What is expected:
Report the number of lines in these entries that contain "hints". Write only the number.

Material to process:
=== Section Start ===
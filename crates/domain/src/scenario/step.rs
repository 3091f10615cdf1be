//! Step and scenario definitions

use std::collections::HashSet;

use serde::{Deserialize, Serialize};

use crate::config::{ProbeConfig, ServiceRole};
use crate::error::{DomainError, DomainResult};
use crate::request::{HttpMethod, ProbeRequest, RequestBody};
use crate::response::ProbeResult;
use crate::session::SessionToken;
use crate::testing::{Assertion, StatusExpectation, TestSuite};

/// How a step authenticates.
#[derive(Debug, Clone, Copy, PartialEq, Eq, Serialize, Deserialize, Default)]
#[serde(rename_all = "snake_case")]
pub enum StepAuth {
    /// API key only.
    #[default]
    ApiKey,
    /// API key plus the session token as a bearer credential.
    Session,
}

/// Which configured bound applies to a step.
#[derive(Debug, Clone, Copy, PartialEq, Eq, Serialize, Deserialize, Default)]
#[serde(rename_all = "snake_case")]
pub enum TimeoutClass {
    /// API call bound.
    #[default]
    Request,
    /// Health probe bound.
    Health,
}

/// A request described independently of topology and credentials.
#[derive(Debug, Clone, PartialEq, Eq, Serialize, Deserialize)]
pub struct RequestTemplate {
    /// HTTP method
    pub method: HttpMethod,
    /// Service the request is addressed to
    pub target: ServiceRole,
    /// Absolute path
    pub path: String,
    /// Query parameters
    #[serde(default)]
    pub query: Vec<(String, String)>,
    /// Body
    #[serde(default)]
    pub body: RequestBody,
    /// Authentication mode
    #[serde(default)]
    pub auth: StepAuth,
    /// Applicable wait bound
    #[serde(default)]
    pub timeout: TimeoutClass,
}

impl RequestTemplate {
    /// Creates a GET template.
    #[must_use]
    pub fn get(target: ServiceRole, path: impl Into<String>) -> Self {
        Self {
            method: HttpMethod::Get,
            target,
            path: path.into(),
            query: Vec::new(),
            body: RequestBody::None,
            auth: StepAuth::ApiKey,
            timeout: TimeoutClass::Request,
        }
    }

    /// Creates a POST template with a body.
    #[must_use]
    pub fn post(target: ServiceRole, path: impl Into<String>, body: RequestBody) -> Self {
        Self {
            method: HttpMethod::Post,
            body,
            ..Self::get(target, path)
        }
    }

    /// Adds a query parameter.
    #[must_use]
    pub fn with_query(mut self, name: impl Into<String>, value: impl Into<String>) -> Self {
        self.query.push((name.into(), value.into()));
        self
    }

    /// Authenticates with the session token.
    #[must_use]
    pub const fn with_session(mut self) -> Self {
        self.auth = StepAuth::Session;
        self
    }

    /// Uses the health probe bound.
    #[must_use]
    pub const fn as_health_check(mut self) -> Self {
        self.timeout = TimeoutClass::Health;
        self
    }

    /// Resolves the template into a concrete request.
    ///
    /// # Errors
    ///
    /// Returns a domain error if the request cannot be built.
    pub fn build(
        &self,
        config: &ProbeConfig,
        token: Option<&SessionToken>,
    ) -> DomainResult<ProbeRequest> {
        let endpoint = config.topology.endpoint(self.target);
        let timeout = match self.timeout {
            TimeoutClass::Request => config.timeouts.request,
            TimeoutClass::Health => config.timeouts.health,
        };
        let bearer = match self.auth {
            StepAuth::ApiKey => None,
            StepAuth::Session => token,
        };

        let mut builder = ProbeRequest::builder(self.method, endpoint, self.path.clone())
            .api_key(config.api_key.as_deref())
            .bearer(bearer)
            .body(self.body.clone())
            .timeout(timeout);
        for (name, value) in &self.query {
            builder = builder.query(name.clone(), value.clone());
        }
        builder.build()
    }
}

/// What must hold before a step is dispatched.
#[derive(Debug, Clone, PartialEq, Eq, Serialize, Deserialize)]
#[serde(rename_all = "snake_case")]
pub enum Prerequisite {
    /// The named step succeeded.
    Step(String),
    /// At least one of the named steps succeeded.
    AnyOf(Vec<String>),
}

impl Prerequisite {
    /// Returns the step names this prerequisite refers to.
    #[must_use]
    pub fn step_names(&self) -> Vec<&str> {
        match self {
            Self::Step(name) => vec![name.as_str()],
            Self::AnyOf(names) => names.iter().map(String::as_str).collect(),
        }
    }
}

/// Extra advice shown when a failure matches a known situation.
#[derive(Debug, Clone, PartialEq, Eq, Serialize, Deserialize)]
pub struct FailureHint {
    /// Status the response must have
    pub status: u16,
    /// Top-level JSON field to inspect
    pub field: String,
    /// Value the field must hold
    pub equals: String,
    /// Lines shown to the user
    pub advice: Vec<String>,
}

impl FailureHint {
    /// Returns true if the result matches this hint.
    #[must_use]
    pub fn matches(&self, result: &ProbeResult) -> bool {
        result.status == Some(self.status)
            && result
                .body
                .as_ref()
                .and_then(|b| b.str_field(&self.field))
                .is_some_and(|v| v == self.equals)
    }
}

/// One named step of a scenario.
#[derive(Debug, Clone, PartialEq, Serialize, Deserialize)]
pub struct StepDefinition {
    /// Unique step name
    pub name: String,
    /// Request to send
    pub request: RequestTemplate,
    /// Interpretation rules; the step succeeds only if all pass
    pub expect: TestSuite,
    /// JSON field whose string value becomes the session token
    #[serde(default)]
    pub capture_token: Option<String>,
    /// Step(s) that must have succeeded first
    #[serde(default)]
    pub prerequisite: Option<Prerequisite>,
    /// Whether the configured settle wait runs before this step
    #[serde(default)]
    pub settle_before: bool,
    /// Advice for recognised failures
    #[serde(default)]
    pub hints: Vec<FailureHint>,
    /// JSON fields echoed in the report on success
    #[serde(default)]
    pub report_fields: Vec<String>,
}

impl StepDefinition {
    /// Creates a step that expects a 2xx response.
    #[must_use]
    pub fn new(name: impl Into<String>, request: RequestTemplate) -> Self {
        let name = name.into();
        Self {
            expect: TestSuite::new(name.clone()).with_assertion(Assertion::StatusCode {
                expected: StatusExpectation::success(),
            }),
            name,
            request,
            capture_token: None,
            prerequisite: None,
            settle_before: false,
            hints: Vec::new(),
            report_fields: Vec::new(),
        }
    }

    /// Replaces the interpretation rules.
    #[must_use]
    pub fn expecting(mut self, assertions: impl IntoIterator<Item = Assertion>) -> Self {
        self.expect = TestSuite::new(self.name.clone());
        for assertion in assertions {
            self.expect = self.expect.with_assertion(assertion);
        }
        self
    }

    /// Captures the session token from `field`.
    #[must_use]
    pub fn capturing_token(mut self, field: impl Into<String>) -> Self {
        self.capture_token = Some(field.into());
        self
    }

    /// Requires another step to have succeeded.
    #[must_use]
    pub fn after(mut self, prerequisite: Prerequisite) -> Self {
        self.prerequisite = Some(prerequisite);
        self
    }

    /// Runs the settle wait before this step.
    #[must_use]
    pub const fn settling(mut self) -> Self {
        self.settle_before = true;
        self
    }

    /// Adds a failure hint.
    #[must_use]
    pub fn with_hint(mut self, hint: FailureHint) -> Self {
        self.hints.push(hint);
        self
    }

    /// Echoes these JSON fields on success.
    #[must_use]
    pub fn reporting(mut self, fields: &[&str]) -> Self {
        self.report_fields = fields.iter().map(|f| (*f).to_string()).collect();
        self
    }

    /// Returns true if the step needs the session token.
    #[must_use]
    pub fn needs_session(&self) -> bool {
        self.request.auth == StepAuth::Session
    }
}

/// A unit of execution: one step, or independent steps dispatched together.
#[derive(Debug, Clone, PartialEq, Serialize, Deserialize)]
#[serde(tag = "type", content = "steps", rename_all = "snake_case")]
pub enum Stage {
    /// A single step.
    Single(StepDefinition),
    /// Steps dispatched concurrently; the stage ends when all complete.
    Concurrent(Vec<StepDefinition>),
}

impl Stage {
    /// Returns the steps of this stage.
    #[must_use]
    pub fn steps(&self) -> &[StepDefinition] {
        match self {
            Self::Single(step) => std::slice::from_ref(step),
            Self::Concurrent(steps) => steps,
        }
    }
}

/// A fixed, ordered list of stages.
#[derive(Debug, Clone, PartialEq, Serialize, Deserialize)]
pub struct Scenario {
    /// Scenario name
    pub name: String,
    /// One-line description
    pub description: String,
    /// Stages in execution order
    pub stages: Vec<Stage>,
}

impl Scenario {
    /// Creates an empty scenario.
    #[must_use]
    pub fn new(name: impl Into<String>, description: impl Into<String>) -> Self {
        Self {
            name: name.into(),
            description: description.into(),
            stages: Vec::new(),
        }
    }

    /// Appends a single-step stage.
    #[must_use]
    pub fn then(mut self, step: StepDefinition) -> Self {
        self.stages.push(Stage::Single(step));
        self
    }

    /// Appends a concurrent stage.
    #[must_use]
    pub fn then_concurrently(mut self, steps: Vec<StepDefinition>) -> Self {
        self.stages.push(Stage::Concurrent(steps));
        self
    }

    /// Returns every step in execution order.
    pub fn steps(&self) -> impl Iterator<Item = &StepDefinition> {
        self.stages.iter().flat_map(Stage::steps)
    }

    /// Checks that the scenario can run as written.
    ///
    /// Step names must be unique, prerequisites may only name steps from
    /// earlier stages, and a session-authenticated step needs an earlier
    /// step that captures the token.
    ///
    /// # Errors
    ///
    /// Returns `DomainError::InvalidScenario` describing the first problem found.
    pub fn validate(&self) -> DomainResult<()> {
        let mut earlier: HashSet<&str> = HashSet::new();
        let mut token_captured = false;

        for stage in &self.stages {
            if matches!(stage, Stage::Concurrent(steps) if steps.is_empty()) {
                return Err(DomainError::InvalidScenario(format!(
                    "{}: empty concurrent stage",
                    self.name
                )));
            }

            for step in stage.steps() {
                if let Some(prerequisite) = &step.prerequisite {
                    for name in prerequisite.step_names() {
                        if !earlier.contains(name) {
                            return Err(DomainError::InvalidScenario(format!(
                                "step '{}' depends on '{name}', which does not run before it",
                                step.name
                            )));
                        }
                    }
                }
                if step.needs_session() && !token_captured {
                    return Err(DomainError::InvalidScenario(format!(
                        "step '{}' needs a session token but no earlier step captures one",
                        step.name
                    )));
                }
            }

            for step in stage.steps() {
                if !earlier.insert(step.name.as_str()) {
                    return Err(DomainError::InvalidScenario(format!(
                        "duplicate step name '{}'",
                        step.name
                    )));
                }
                token_captured |= step.capture_token.is_some();
            }
        }
        Ok(())
    }
}

#[cfg(test)]
#[allow(clippy::unwrap_used)]
mod tests {
    use super::*;
    use pretty_assertions::assert_eq;
    use serde_json::json;
    use std::collections::HashMap;
    use std::time::Duration;

    fn login() -> StepDefinition {
        StepDefinition::new(
            "login",
            RequestTemplate::post(ServiceRole::Gateway, "/auth/v1/token", RequestBody::None)
                .with_query("grant_type", "password"),
        )
        .capturing_token("access_token")
    }

    fn user_info() -> StepDefinition {
        StepDefinition::new(
            "user",
            RequestTemplate::get(ServiceRole::Gateway, "/auth/v1/user").with_session(),
        )
    }

    #[test]
    fn template_resolves_against_config() {
        let mut config = ProbeConfig::default();
        config.api_key = Some("abc123".to_string());
        let token = SessionToken::new("jwt");

        let request = user_info().request.build(&config, Some(&token)).unwrap();
        assert_eq!(request.url(), "http://localhost:8000/auth/v1/user");
        assert_eq!(request.headers.get("apikey"), Some("abc123"));
        assert_eq!(request.headers.get("Authorization"), Some("Bearer jwt"));
        assert_eq!(request.timeout, Duration::from_secs(5));
    }

    #[test]
    fn api_key_only_template_ignores_token() {
        let config = ProbeConfig::default();
        let token = SessionToken::new("jwt");
        let health = RequestTemplate::get(ServiceRole::AuthService, "/health").as_health_check();

        let request = health.build(&config, Some(&token)).unwrap();
        assert!(!request.headers.contains("Authorization"));
        assert!(!request.headers.contains("apikey"));
        assert_eq!(request.timeout, Duration::from_secs(3));
        assert_eq!(request.port, 9999);
    }

    #[test]
    fn hint_matches_status_and_field() {
        let hint = FailureHint {
            status: 400,
            field: "msg".to_string(),
            equals: "Email not confirmed".to_string(),
            advice: vec!["confirm it".to_string()],
        };
        let matching = ProbeResult::from_response(
            "x",
            400,
            HashMap::new(),
            json!({"msg": "Email not confirmed"}).to_string().as_bytes(),
            Duration::ZERO,
        );
        let other = ProbeResult::from_response("x", 400, HashMap::new(), b"nope", Duration::ZERO);

        assert!(hint.matches(&matching));
        assert!(!hint.matches(&other));
    }

    #[test]
    fn valid_scenario() {
        let scenario = Scenario::new("session", "login then user")
            .then(login())
            .then(user_info().after(Prerequisite::Step("login".to_string())));
        assert!(scenario.validate().is_ok());
        assert_eq!(scenario.steps().count(), 2);
    }

    #[test]
    fn session_step_without_capture_is_invalid() {
        let scenario = Scenario::new("broken", "").then(user_info());
        assert!(matches!(
            scenario.validate(),
            Err(DomainError::InvalidScenario(_))
        ));
    }

    #[test]
    fn prerequisite_in_same_concurrent_stage_is_invalid() {
        let a = StepDefinition::new("a", RequestTemplate::get(ServiceRole::Gateway, "/a"));
        let b = StepDefinition::new("b", RequestTemplate::get(ServiceRole::Gateway, "/b"))
            .after(Prerequisite::Step("a".to_string()));
        let scenario = Scenario::new("racy", "").then_concurrently(vec![a, b]);
        assert!(scenario.validate().is_err());
    }

    #[test]
    fn duplicate_names_are_invalid() {
        let scenario = Scenario::new("dup", "").then(login()).then(login());
        let err = scenario.validate().unwrap_err();
        assert_eq!(
            err,
            DomainError::InvalidScenario("duplicate step name 'login'".to_string())
        );
    }
}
=== Section End ===
Answer box:
3